La physique du boomerang

Le 26 septembre 1999
Transcription

Comment un simple morceau de bois, lancé dans les airs, peut-il revenir à son point de départ ? Le boomerang a toujours fasciné. Mais il effectue aujourd'hui - si on peut dire - un véritable retour en force. Ici même, à Montréal, des amateurs se rencontrent régulièrement pour pratiquer un sport d'adresse qui est aussi une passion.

 

Les aborigènes australiens l'appelaient le « bâton qui vole ».

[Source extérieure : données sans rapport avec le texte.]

impl Shared {
    async fn dispatch(&self, event: Arc<Event>) {
        let fresh = self
            .guard
            .lock()
            .unwrap_or_else(PoisonError::into_inner)
            .check_and_insert(event.dedup_key());

        if !fresh {
            self.counters.duplicates_skipped.fetch_add(1, Ordering::Relaxed);
            tracing::debug!(
                event_id = %event.id,
                event_type = %event.event_type,
                dedup_key = %event.dedup_key(),
                "Duplicate event skipped"
            );
            // A replay under a new id has its own row; skipping it still
            // counts as dispatch attempted.
            if let Some(store) = &self.store {
                store.mark_processed(&event.id).await;
            }
            return;
        }

        let targets: Vec<(String, Callback)> = {
            let registry = self.registry.read().unwrap_or_else(PoisonError::into_inner);
            registry
                .by_type
                .get(&event.event_type)
                .map(|subs| {
                    subs.iter()
                        .map(|s| (s.module.clone(), Arc::clone(&s.callback)))
                        .collect()
                })
                .unwrap_or_default()
        };

        if targets.is_empty() {
            tracing::debug!(
                event_id = %event.id,
                event_type = %event.event_type,
                "No subscribers for event"
            );
        } else {
            tracing::debug!(
                event_id = %event.id,
                event_type = %event.event_type,
                subscribers = targets.len(),
                "Dispatching event"
            );
            for (module, callback) in targets {
                self.submit(Arc::clone(&event), module, callback);
            }
        }

        self.counters.dispatched.fetch_add(1, Ordering::Relaxed);

        if let Some(store) = &self.store {
            store.mark_processed(&event.id).await;
        }
    }

    /// Run one callback on the worker pool. Returns immediately.
    fn submit(&self, event: Arc<Event>, module: String, callback: Callback) {
        let workers = Arc::clone(&self.workers);
        let counters = Arc::clone(&self.counters);
        counters.callbacks_submitted.fetch_add(1, Ordering::Relaxed);

        tokio::spawn(async move {
            // The pool is never closed, so callbacks queued before `stop`
            // still run once a worker frees up.
            let Ok(_permit) = workers.acquire_owned().await else {
                return;
            };

            let invocation = AssertUnwindSafe({
                let event = Arc::clone(&event);
                async move { callback(event).await }
            })
            .catch_unwind()
            .await;

            let failure = match invocation {
                Ok(Ok(())) => None,
                Ok(Err(source)) => Some(CallbackError::Failed {
                    module: module.clone(),
                    source,
                }),
                Err(payload) => Some(CallbackError::panicked(&module, payload.as_ref())),
            };

            if let Some(e) = failure {
                counters.callback_failures.fetch_add(1, Ordering::Relaxed);
                tracing::error!(
                    error = %e,
                    event_id = %event.id,
                    event_type = %event.event_type,
                    module = %module,
                    "Event callback failed"
                );
            }
        });
    }
}

/// Dispatcher loop. Pulls events in FIFO order until cancelled.
async fn run_dispatcher(
    shared: Arc<Shared>,
    mut receiver: mpsc::UnboundedReceiver<Arc<Event>>,
    cancel: CancellationToken,
) {
    loop {
        tokio::select! {
            biased;
            _ = cancel.cancelled() => {
                tracing::info!("Event dispatcher cancelled");
                break;
            }
            next = receiver.recv() => match next {
                Some(event) => shared.dispatch(event).await,
                None => {
                    tracing::info!("Event queue closed, dispatcher shutting down");
                    break;
                }
            }
        }
    }
}

// ---------------------------------------------------------------------------
// EventBus
// ---------------------------------------------------------------------------

pub struct EventBus {
    shared: Arc<Shared>,
    sender: mpsc::UnboundedSender<Arc<Event>>,
    receiver: Mutex<Option<mpsc::UnboundedReceiver<Arc<Event>>>>,
    cancel: CancellationToken,
    started: AtomicBool,
    next_subscription_id: AtomicU64,
}

impl EventBus {
    /// A bus that keeps nothing on disk.
    pub fn new(config: BusConfig) -> Self {
        Self::build(config, None)
    }

    /// A bus that records every published event in `store`, unless
    /// persistence is disabled in `config`.
    pub fn with_store(config: BusConfig, store: EventStore) -> Self {
        let store = config.persistence_enabled.then_some(store);
        Self::build(config, store)
    }

    fn build(config: BusConfig, store: Option<EventStore>) -> Self {
        let (sender, receiver) = mpsc::unbounded_channel();
        let shared = Shared {
            registry: RwLock::new(Registry::default()),
            guard: Mutex::new(IdempotencyGuard::new(
                config.idempotency_window,
                config.idempotency_capacity,
            )),
            store,
            workers: Arc::new(Semaphore::new(config.max_workers.max(1))),
            counters: Arc::new(Counters::default()),
        };

        Self {
            shared: Arc::new(shared),
            sender,
            receiver: Mutex::new(Some(receiver)),
            cancel: CancellationToken::new(),
            started: AtomicBool::new(false),
            next_subscription_id: AtomicU64::new(1),
        }
    }

    // -- Lifecycle ----------------------------------------------------------

    /// Spawn the dispatcher. Returns `true` the first time only; a stopped
    /// bus cannot be restarted.
    ///
    /// Must be called from within a Tokio runtime.
    pub fn start(&self) -> bool {
        if self.cancel.is_cancelled() {
            tracing::warn!("Event bus already stopped, ignoring start");
            return false;
        }
        if self.started.swap(true, Ordering::SeqCst) {
            return false;
        }

        let receiver = self
            .receiver
            .lock()
            .unwrap_or_else(PoisonError::into_inner)
            .take();
        let Some(receiver) = receiver else {
            return false;
        };

        tokio::spawn(run_dispatcher(
            Arc::clone(&self.shared),
            receiver,
            self.cancel.clone(),
        ));
        tracing::info!("Event bus started");
        true
    }

    /// Stop dispatching. Callbacks already submitted to the worker pool
    /// still run but are not awaited. Events queued but not yet dispatched
    /// stay unprocessed.
    pub fn stop(&self) {
        if self.cancel.is_cancelled() {
            return;
        }
        self.cancel.cancel();
        tracing::info!("Event bus stopped");
    }

    pub fn is_running(&self) -> bool {
        self.started.load(Ordering::SeqCst) && !self.cancel.is_cancelled()
    }

    // -- Subscriptions ------------------------------------------------------

    /// Register `callback` for `event_type` on behalf of `module`.
    pub fn subscribe(
        &self,
        event_type: impl Into<String>,
        module: impl Into<String>,
        callback: Callback,
    ) -> SubscriptionHandle {
        let handle = SubscriptionHandle {
            id: self.next_subscription_id.fetch_add(1, Ordering::Relaxed),
            event_type: event_type.into(),
            module: module.into(),
        };

        self.registry_mut()
            .by_type
            .entry(handle.event_type.clone())
            .or_default()
            .push(Subscription {
                id: handle.id,
                module: handle.module.clone(),
                callback,
            });

        tracing::info!(
            event_type = %handle.event_type,
            module = %handle.module,
            subscription_id = handle.id,
            "Subscribed to event"
        );
        handle
    }

    /// Remove one registration. Returns `false` if it was already gone.
    pub fn unsubscribe(&self, handle: &SubscriptionHandle) -> bool {
        let mut registry = self.registry_mut();
        let Some(subs) = registry.by_type.get_mut(&handle.event_type) else {
            return false;
        };

        let before = subs.len();
        subs.retain(|s| s.id != handle.id);
        let removed = subs.len() < before;
        if subs.is_empty() {
            registry.by_type.remove(&handle.event_type);
        }
        drop(registry);

        if removed {
            tracing::info!(
                event_type = %handle.event_type,
                module = %handle.module,
                subscription_id = handle.id,
                "Unsubscribed from event"
            );
        }
        removed
    }

    /// Remove every registration made by `module`. Returns how many went.
    pub fn unsubscribe_module(&self, module: &str) -> usize {
        let mut registry = self.registry_mut();
        let mut removed = 0;
        registry.by_type.retain(|_, subs| {
            let before = subs.len();
            subs.retain(|s| s.module != module);
            removed += before - subs.len();
            !subs.is_empty()
        });
        drop(registry);

        tracing::info!(module = %module, removed, "Unsubscribed module from all events");
        removed
    }

    /// Event types with at least one subscriber, sorted.
    pub fn event_types(&self) -> Vec<String> {
        self.registry().by_type.keys().cloned().collect()
    }

    /// Event types `module` is subscribed to, sorted.
    pub fn module_subscriptions(&self, module: &str) -> Vec<String> {
        self.registry().types_for_module(module)
    }

    /// Every module with at least one subscription, mapped to its types.
    pub fn all_module_subscriptions(&self) -> BTreeMap<String, Vec<String>> {
        let registry = self.registry();
        let mut modules: BTreeMap<String, Vec<String>> = BTreeMap::new();
        for (event_type, subs) in &registry.by_type {
            for sub in subs {
                let types = modules.entry(sub.module.clone()).or_default();
                if types.last() != Some(event_type) {
                    types.push(event_type.clone());
                }
            }
        }
        modules
    }

    pub fn subscriber_count(&self, event_type: &str) -> usize {
        self.registry()
            .by_type
            .get(event_type)
            .map_or(0, Vec::len)
    }

    // -- Publishing ---------------------------------------------------------

    /// Validate, record and queue an event. Returns its id.
    ///
    /// Persistence is best-effort: a failed write is logged and the event is
    /// still queued. Nothing waits for dispatch. On a stopped bus the event
    /// is recorded but never dispatched.
    pub async fn publish(&self, raw: NewEvent) -> Result<String, ValidationError> {
        let event = validate_and_normalize(raw)?;
        self.shared.counters.published.fetch_add(1, Ordering::Relaxed);

        if let Some(store) = &self.shared.store {
            if let Err(e) = store.append(&event).await {
                tracing::error!(
                    error = %e,
                    event_id = %event.id,
                    event_type = %event.event_type,
                    "Failed to persist event"
                );
            }
        }

        let id = event.id.clone();
        let event_type = event.event_type.clone();
        let source_module = event.source_module.clone();

        if self.cancel.is_cancelled() {
            tracing::warn!(
                event_id = %id,
                event_type = %event_type,
                "Event published to a stopped bus, it will not be dispatched"
            );
            return Ok(id);
        }

        if self.sender.send(Arc::new(event)).is_err() {
            tracing::warn!(event_id = %id, "Event queue closed, event not dispatched");
            return Ok(id);
        }

        tracing::info!(
            event_id = %id,
            event_type = %event_type,
            source_module = %source_module,
            "Event published"
        );
        Ok(id)
    }

    /// Convenience wrapper over [`publish`](Self::publish) for the common
    /// fields.
    pub async fn publish_event(
        &self,
        event_type: impl Into<String>,
        source_module: impl Into<String>,
        data: Value,
        priority: EventPriority,
        correlation_id: Option<String>,
    ) -> Result<String, ValidationError> {
        let mut raw = NewEvent::new(event_type, source_module, data).with_priority(priority);
        raw.correlation_id = correlation_id;
        self.publish(raw).await
    }

    // -- Introspection ------------------------------------------------------

    pub fn metrics(&self) -> BusMetrics {
        let c = &self.shared.counters;
        BusMetrics {
            published: c.published.load(Ordering::Relaxed),
            dispatched: c.dispatched.load(Ordering::Relaxed),
            duplicates_skipped: c.duplicates_skipped.load(Ordering::Relaxed),
            callbacks_submitted: c.callbacks_submitted.load(Ordering::Relaxed),
            callback_failures: c.callback_failures.load(Ordering::Relaxed),
        }
    }

    pub fn store(&self) -> Option<&EventStore> {
        self.shared.store.as_ref()
    }

    fn registry(&self) -> std::sync::RwLockReadGuard<'_, Registry> {
        self.shared
            .registry
            .read()
            .unwrap_or_else(PoisonError::into_inner)
    }

    fn registry_mut(&self) -> std::sync::RwLockWriteGuard<'_, Registry> {
        self.shared
            .registry
            .write()
            .unwrap_or_else(PoisonError::into_inner)
    }
}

On ne sait ni quand ni comment cet objet est né. Selon une légende, un vieux chef avait décidé de jeter son baton de marche, tout rongé et courbé, mais le baton revint vers lui. Agacé, le chef le relança et le baton revint une fois de plus.

Par contre, ce qui est certain, c'est que les premiers boomerangs étaient en bois, tout comme celui-ci, d'origine australienne.

 

En Australie, les indigènes les utilisaient pour des jeux d'adresse et pour la chasse. Contrairement à ce qu'on peut penser, toutefois, ce n'était pas pour tuer les animaux, mais plutôt pour les effrayer et les rabattre vers les chasseurs.

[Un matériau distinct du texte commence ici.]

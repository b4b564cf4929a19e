//! Module-scoped subscription facade.
//!
//! [`EventSubscriber`] wraps each handler in an adapter that applies the
//! optional filter and shapes the [`Delivery`] according to the requested
//! [`DeliveryMode`] before the handler sees the event.

use std::future::Future;
use std::panic::AssertUnwindSafe;
use std::sync::{Arc, Mutex, PoisonError};

use modular_core::event::Event;

use crate::bus::{EventBus, SubscriptionHandle};
use crate::handler::{callback, Delivery, DeliveryMode, HandlerResult};

/// Predicate deciding whether a handler sees an event.
pub type Filter = Arc<dyn Fn(&Event) -> bool + Send + Sync>;

pub struct EventSubscriber {
    bus: Arc<EventBus>,
    module: String,
    handles: Mutex<Vec<SubscriptionHandle>>,
}

impl EventSubscriber {
    pub fn new(bus: Arc<EventBus>, module: impl Into<String>) -> Self {
        Self {
            bus,
            module: module.into(),
            handles: Mutex::new(Vec::new()),
        }
    }

    pub fn module(&self) -> &str {
        &self.module
    }

    /// Run `handler` for every event of `event_type`.
    pub fn subscribe<H, Fut>(
        &self,
        event_type: impl Into<String>,
        mode: DeliveryMode,
        handler: H,
    ) -> SubscriptionHandle
    where
        H: Fn(Delivery) -> Fut + Send + Sync + 'static,
        Fut: Future<Output = HandlerResult> + Send + 'static,
    {
        self.register(event_type.into(), mode, None, handler)
    }

    /// Like [`subscribe`](Self::subscribe), but only events for which
    /// `filter` returns `true` reach the handler. A panicking filter skips
    /// the event.
    pub fn subscribe_filtered<P, H, Fut>(
        &self,
        event_type: impl Into<String>,
        mode: DeliveryMode,
        filter: P,
        handler: H,
    ) -> SubscriptionHandle
    where
        P: Fn(&Event) -> bool + Send + Sync + 'static,
        H: Fn(Delivery) -> Fut + Send + Sync + 'static,
        Fut: Future<Output = HandlerResult> + Send + 'static,
    {
        let filter: Filter = Arc::new(filter);
        self.register(event_type.into(), mode, Some(filter), handler)
    }

    pub fn unsubscribe(&self, handle: &SubscriptionHandle) -> bool {
        self.handles().retain(|h| h != handle);
        self.bus.unsubscribe(handle)
    }

    /// Drop every handler this subscriber registered for `event_type`.
    pub fn unsubscribe_type(&self, event_type: &str) -> usize {
        let removed: Vec<SubscriptionHandle> = {
            let mut handles = self.handles();
            let (matching, rest): (Vec<_>, Vec<_>) = handles
                .drain(..)
                .partition(|h| h.event_type == event_type);
            *handles = rest;
            matching
        };

        removed.iter().filter(|h| self.bus.unsubscribe(h)).count()
    }

    /// Drop every registration made through this subscriber. Registrations
    /// made under the same module name elsewhere are left alone; use
    /// [`EventBus::unsubscribe_module`] to clear a whole module.
    pub fn unsubscribe_all(&self) -> usize {
        let removed: Vec<SubscriptionHandle> = self.handles().drain(..).collect();
        removed.iter().filter(|h| self.bus.unsubscribe(h)).count()
    }

    /// Event types the module is currently subscribed to.
    pub fn subscribed_events(&self) -> Vec<String> {
        self.bus.module_subscriptions(&self.module)
    }

    fn register<H, Fut>(
        &self,
        event_type: String,
        mode: DeliveryMode,
        filter: Option<Filter>,
        handler: H,
    ) -> SubscriptionHandle
    where
        H: Fn(Delivery) -> Fut + Send + Sync + 'static,
        Fut: Future<Output = HandlerResult> + Send + 'static,
    {
        let handler = Arc::new(handler);
        let module = self.module.clone();

        let adapter = callback(move |event: Arc<Event>| {
            let handler = Arc::clone(&handler);
            let filter = filter.clone();
            let module = module.clone();
            async move {
                if let Some(filter) = filter {
                    if !passes(filter.as_ref(), &event, &module) {
                        return Ok(());
                    }
                }
                handler(Delivery::new(event, mode)).await
            }
        });

        let handle = self.bus.subscribe(event_type, self.module.as_str(), adapter);
        self.handles().push(handle.clone());
        handle
    }

    fn handles(&self) -> std::sync::MutexGuard<'_, Vec<SubscriptionHandle>> {
        self.handles.lock().unwrap_or_else(PoisonError::into_inner)
    }
}

fn passes(filter: &(dyn Fn(&Event) -> bool + Send + Sync), event: &Event, module: &str) -> bool {
    match std::panic::catch_unwind(AssertUnwindSafe(|| filter(event))) {
        Ok(pass) => pass,
        Err(_) => {
            tracing::warn!(
                event_id = %event.id,
                event_type = %event.event_type,
                module = %module,
                "Event filter panicked, skipping handler"
            );
            false
        }
    }
}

Les Australiens n'ont toutefois pas l'exclusivité du boomerang. Des fouilles archéologiques ont montré qu'il était connu de différentes cultures partout dans le monde.

En Egypte, par exemple, on a retrouvé des reproduction de bâtons à lancer dans la tombe de Toutankhamon.

Plus près de nous, certains Amérindiens, notamment les Hopis de l'Arizona, connaissaient aussi le boomerang.

 

Les boomerangs d'aujourd'hui sont bien différents de ceux du passé.

Le matériau le plus utilisé est encore le bois - du contreplaqué très léger. Les tailles sont variables, mais la tendance depuis quelques années est au petit boomerang, de 30 cm maximum d'envergure.

Toutefois, on en fabrique aussi en matériaux composites modernes, comme le carbone ou le polypropylène.

 

Très longtemps, le vol du boomerang est resté un mystère.

Au début du siècle, on a commencé à élaborer quelques explications. Mais ce n'est que récemment, en 1975, qu'un chercheur néerlandais, Félix Hess, a réussi à répondre à toutes les questions scientifiques. Il a littéralement mis en équations le vol du boomerang.

En simplifiant, l'explication tient à deux grands phénomènes physiques: la portance et l'effet gyroscopique.

 

La portance est ce qui permet à un avion ou à une aile d'oiseau de se maintenir en vol. Les pales du boomerang sont profilées comme les ailes d'un avion, de forme bombée au dessus, et plates en dessous.

A cause de cette forme, l'air s'écoule plus rapidement sur le dessus de l'aile qu'en dessous.

Avec la vitesse, la pression sur la partie bombée diminue, tandis que celle sur la partie plate augmente.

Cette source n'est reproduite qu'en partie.